Swedish-based AAC, which owns smallsat builder Clyde Space of Scotland, said its gross profit was affected by challenges in one of its larger projects, which it did not identify.
AAC Chief Executive Alfonso Barreiro said the issue would be “resolved in the short term.”
AAC had told investors that 2018 would be its breakout year as multiple new orders worked their way to the revenue and EBITDA lines and the company took advantage of its position as a major small-satellite platform and component builder for an industry witnessing fast growth.
The quarter was in line with expectations, with revenue of 22.1 million Swedish krona, up more than fourfold over the same period a year ago. But EBITDA, or earnings before interest, taxes, depreciation and amortization, was a negative 5.6 million krona, compared to a negative 4.8 million krona a year ago.
In a statement to shareholders, Barreiro said AAC booked 25.6 million krona in orders during the second quarter. AAC’s current thesis is that many customers will begin with an order of one or two satellites and then commit to a full constellation.
“[S]everal of these orders come from customers developing small satellites that are meant to be included in larger constellations,” Barreiro said. “These customers have as a strategy [to launch] one, two or four small satellites to demonstrate the services of the future constellation to offer.
“Once they have shown that the payload works as promised, they intend to get funding to build constellations with far more satellites. During the quarter we received such orders South American, Japanese and Spanish operators.”
Kepler Communications of Canada is expected to be a showcase example of this. The company has ordered the first two satellites for its machine-to-machine, narrowband Ku-band communications network from Clyde Space.
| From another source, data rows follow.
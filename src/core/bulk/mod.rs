//! Bulk write orchestration
//!
//! This module turns a stream of item writes into bounded, retried,
//! micro-batched calls against a [`BulkExecutor`]:
//!
//! - [`OperationContext`] - identity and retry counter of one write
//! - [`ItemOperation`] - a create, upsert or delete of one document
//! - [`OperationStatus`] - shared counters, pending set and result lists
//! - [`RetryPolicy`] - response classification and backoff
//! - [`BulkWriter`] - admission control, ingestion pipeline and `flush()`
//!
//! Per-item failures never surface as errors. `flush()` returns the payloads
//! that were written; permanent failures are read back through
//! [`BulkWriter::failures`].

pub mod context;
pub mod executor;
pub mod operation;
pub mod retry;
pub mod scheduler;
pub mod status;
pub mod summary;
pub mod writer;

pub use context::OperationContext;
pub use executor::{BulkExecutionOptions, BulkExecutor, ExecutorError, ItemResponse, ItemResult};
pub use operation::{ItemOperation, OperationKind, PartitionKeyValue};
pub use retry::{classify, classify_status, Disposition, RetryDecision, RetryPolicy};
pub use status::{BulkWriteFailure, OperationStatus, WriteOutcome};
pub use summary::BulkWriteSummary;
pub use writer::{BulkWriter, WriterSettings};
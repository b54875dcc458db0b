//! Logging and observability
//!
//! Structured logging built on `tracing`:
//! - Console output filtered by level
//! - Optional JSON log files with rotation
//! - Macros for the writer's recurring events
//!
//! # Example
//!
//! ```no_run
//! use bulkwriter::logging::init_logging;
//! use bulkwriter::config::LoggingConfig;
//!
//! let config = LoggingConfig::default();
//! let _guard = init_logging("info", &config).expect("Failed to initialize logging");
//!
//! tracing::info!("Application started");
//! ```

pub mod structured;

// Re-export commonly used items
pub use structured::{init_logging, parse_log_level, LoggingGuard};

/// Log a retry of a single operation
///
/// # Example
///
/// ```no_run
/// use bulkwriter::log_retry_attempt;
///
/// log_retry_attempt!("doc-1", 2, 150u64, "status 429");
/// ```
#[macro_export]
macro_rules! log_retry_attempt {
    ($id:expr, $retry_count:expr, $delay_ms:expr, $reason:expr) => {
        tracing::warn!(
            id = %$id,
            retry_count = $retry_count,
            delay_ms = $delay_ms,
            reason = %$reason,
            "Retrying operation"
        );
    };
}

/// Log flush progress while waiting for outstanding writes
///
/// # Example
///
/// ```no_run
/// use bulkwriter::log_flush_progress;
///
/// let run_id = uuid::Uuid::new_v4();
/// log_flush_progress!(run_id, 3u64, vec!["a".to_string()]);
/// ```
#[macro_export]
macro_rules! log_flush_progress {
    ($run_id:expr, $outstanding:expr, $sample:expr) => {
        tracing::info!(
            run_id = %$run_id,
            outstanding = $outstanding,
            pending_sample = ?$sample,
            "Waiting for outstanding operations"
        );
    };
}

#[cfg(test)]
mod tests {
    #[test]
    fn test_macros_expand() {
        let run_id = uuid::Uuid::new_v4();
        crate::log_retry_attempt!("doc-1", 1u32, 10u64, "status 503");
        crate::log_flush_progress!(run_id, 0u64, Vec::<String>::new());
    }
}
The first was launched aboard China’s Long March rocket in January, and Kepler subsequently completed its International Telecommunication Union (ITU) “bringing into use” requirement, thus securing its Ku-band frequency registration in low Earth orbit — a first.
The second satellite is scheduled for launch late this year.
Kepler has now ordered a third satellite, this one a 6u cubesat — the previous were 3u — as a prelude to its full constellation. The latest order is valued at 3.5 million Swedish krona.
AAC’s satellite component business is run to handle orders from other platform builders and the company earlier this year expanded its relationship with York Space Systems to include batteries in addition to the previous agreements on power and data-management systems.
The company also struck an agreement with QinetiQ Space NV of Belgium, part of the well-established QinetiQ group, in which QInetiQ will offer AAC’s satellite platforms of one to 50 kilograms, plus components and services, to QInetiQ customers.
“QinetiQ is one of the leading system integrators in Europe’s space industry and a main supplier of small satellites over 100 kg to the European Space Agency, ESA,” Barreiro said. “In addition to the quality stamp this gives us, by means of their networks we reach a significantly broader market.”